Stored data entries
______________________________

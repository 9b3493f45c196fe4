//! Read operations the gateway knows how to forward.

use std::collections::HashMap;

use crate::utils::errors::{ErrorKind, GatewayFailure};

#[derive(Debug, Clone, Copy, PartialEq, Eq)]
pub struct QueryParamSpec {
    pub name: &'static str,
    pub description: &'static str,
}

#[derive(Debug, Clone, Copy, PartialEq, Eq)]
pub struct Endpoint {
    pub name: &'static str,
    /// Path under the API root; `{param}` segments are filled in by `resolve`
    pub template: &'static str,
    pub description: &'static str,
    pub query: &'static [QueryParamSpec],
}

const SEARCH: QueryParamSpec = QueryParamSpec {
    name: "search",
    description: "Search terms",
};
const FILTER: QueryParamSpec = QueryParamSpec {
    name: "filter",
    description: "Property filter",
};
const LIMIT: QueryParamSpec = QueryParamSpec {
    name: "limit",
    description: "Maximum number of results",
};
const OFFSET: QueryParamSpec = QueryParamSpec {
    name: "offset",
    description: "Offset for pagination",
};

pub const ENDPOINTS: &[Endpoint] = &[
    Endpoint {
        name: "accounts.list",
        template: "Accounts",
        description: "List accounts",
        query: &[SEARCH, FILTER, LIMIT, OFFSET],
    },
    Endpoint {
        name: "accounts.get",
        template: "Accounts/{id}",
        description: "Account details",
        query: &[],
    },
    Endpoint {
        name: "accounts.activities",
        template: "Accounts/{id}/Activities",
        description: "Account activity log",
        query: &[],
    },
    Endpoint {
        name: "safes.list",
        template: "Safes",
        description: "List safes",
        query: &[SEARCH, LIMIT, OFFSET],
    },
    Endpoint {
        name: "safes.get",
        template: "Safes/{safeName}",
        description: "Safe details",
        query: &[],
    },
    Endpoint {
        name: "safes.members",
        template: "Safes/{safeName}/Members",
        description: "Safe members",
        query: &[],
    },
    Endpoint {
        name: "users.list",
        template: "Users",
        description: "List users",
        query: &[SEARCH, FILTER],
    },
    Endpoint {
        name: "users.get",
        template: "Users/{id}",
        description: "User details",
        query: &[],
    },
    Endpoint {
        name: "groups.list",
        template: "UserGroups",
        description: "List user groups",
        query: &[SEARCH],
    },
    Endpoint {
        name: "groups.members",
        template: "UserGroups/{id}/Members",
        description: "Members of a user group",
        query: &[],
    },
    Endpoint {
        name: "platforms.list",
        template: "Platforms",
        description: "List platforms",
        query: &[],
    },
    Endpoint {
        name: "platforms.get",
        template: "Platforms/{id}",
        description: "Platform details",
        query: &[],
    },
    Endpoint {
        name: "reports.list",
        template: "Reports",
        description: "List reports",
        query: &[],
    },
    Endpoint {
        name: "system.summary",
        template: "SystemHealth/Summary",
        description: "System health summary",
        query: &[],
    },
    Endpoint {
        name: "system.details",
        template: "SystemHealth/Details",
        description: "System health details",
        query: &[QueryParamSpec {
            name: "componentID",
            description: "Component to check",
        }],
    },
];

pub fn find(name: &str) -> Option<&'static Endpoint> {
    ENDPOINTS
        .iter()
        .find(|endpoint| endpoint.name.eq_ignore_ascii_case(name))
}

impl Endpoint {
    /// Names of the `{param}` segments, in order
    pub fn path_params(&self) -> Vec<&'static str> {
        self.template
            .split('/')
            .filter_map(|segment| segment.strip_prefix('{')?.strip_suffix('}'))
            .collect()
    }

    /// Substitute path parameters and return the logical path segments
    pub fn resolve(&self, args: &HashMap<String, String>) -> Result<Vec<String>, GatewayFailure> {
        let mut missing = Vec::new();
        let mut segments = Vec::new();

        for segment in self.template.split('/') {
            match segment.strip_prefix('{').and_then(|s| s.strip_suffix('}')) {
                Some(param) => match args.get(param).filter(|value| !value.is_empty()) {
                    Some(value) => segments.push(value.clone()),
                    None => missing.push(param),
                },
                None => segments.push(segment.to_string()),
            }
        }

        if !missing.is_empty() {
            return Err(GatewayFailure::new(
                ErrorKind::Validation,
                format!(
                    "Operation '{}' requires path parameter(s): {}",
                    self.name,
                    missing.join(", ")
                ),
            ));
        }

        Ok(segments)
    }

    pub fn query_names(&self) -> String {
        self.query
            .iter()
            .map(|param| param.name)
            .collect::<Vec<_>>()
            .join(",")
    }
}

#[cfg(test)]
mod tests {
    use super::*;

    #[test]
    fn test_names_are_unique() {
        for (i, endpoint) in ENDPOINTS.iter().enumerate() {
            assert!(
                ENDPOINTS[i + 1..].iter().all(|other| other.name != endpoint.name),
                "duplicate operation {}",
                endpoint.name
            );
        }
    }

    #[test]
    fn test_resolve_substitutes_params() {
        let endpoint = find("safes.members").unwrap();
        assert_eq!(endpoint.path_params(), vec!["safeName"]);

        let args = HashMap::from([("safeName".to_string(), "Finance".to_string())]);
        assert_eq!(
            endpoint.resolve(&args).unwrap(),
            vec!["Safes", "Finance", "Members"]
        );
    }

    #[test]
    fn test_resolve_reports_missing_params() {
        let failure = find("accounts.get")
            .unwrap()
            .resolve(&HashMap::new())
            .unwrap_err();
        assert_eq!(failure.kind, ErrorKind::Validation);
        assert!(failure.message.contains("id"));
    }

    #[test]
    fn test_find_is_case_insensitive() {
        assert!(find("System.Summary").is_some());
        assert!(find("vaults.list").is_none());
        assert_eq!(find("accounts.list").unwrap().query_names(), "search,filter,limit,offset");
    }
}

______________________________

What you are asked to do: Return each line from the entries above that includes "HashMap".

Answer to this problem:
use std::collections::HashMap;
    pub fn resolve(&self, args: &HashMap<String, String>) -> Result<Vec<String>, GatewayFailure> {
        let args = HashMap::from([("safeName".to_string(), "Finance".to_string())]);
            .resolve(&HashMap::new())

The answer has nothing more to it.